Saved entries
"""

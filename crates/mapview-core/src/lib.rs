//! # MapView Core
//!
//! The model side of a simple 2D map viewer: the map/screen transform with
//! pan and zoom, an ordered stack of toggleable layers, and the point, line
//! and polygon symbols that turn screen-space geometry into drawing calls.
//!
//! Geometry arrives already parsed; drawing goes out through the
//! [`DrawingSurface`] trait. Nothing here is thread-safe by itself: the host
//! owns the [`Map`] and wraps it in a lock if it needs one.

pub mod color;
pub mod error;
pub mod geometry;
pub mod layer;
pub mod map;
pub mod style;
pub mod surface;
pub mod symbol;
pub mod viewport;

pub use color::Color;
pub use error::{MapError, Result};
pub use geometry::{BBox, Feature, GeometryKind, Point};
pub use layer::{Layer, LayerId, LayerStack, SelectionMove};
pub use map::Map;
pub use style::{Brush, DashPattern, Pen};
pub use surface::DrawingSurface;
pub use symbol::{LineSymbol, PointSymbol, PolygonSymbol, ShapeKind, Symbol};
pub use viewport::Viewport;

"""

WORK TO BE COMPLETED » Reproduce, with both ends included, the lines from the one holding "pub mod viewport;" to the end of the records above.

WRITTEN REPLY »
pub mod viewport;

pub use color::Color;
pub use error::{MapError, Result};
pub use geometry::{BBox, Feature, GeometryKind, Point};
pub use layer::{Layer, LayerId, LayerStack, SelectionMove};
pub use map::Map;
pub use style::{Brush, DashPattern, Pen};
pub use surface::DrawingSurface;
pub use symbol::{LineSymbol, PointSymbol, PolygonSymbol, ShapeKind, Symbol};
pub use viewport::Viewport;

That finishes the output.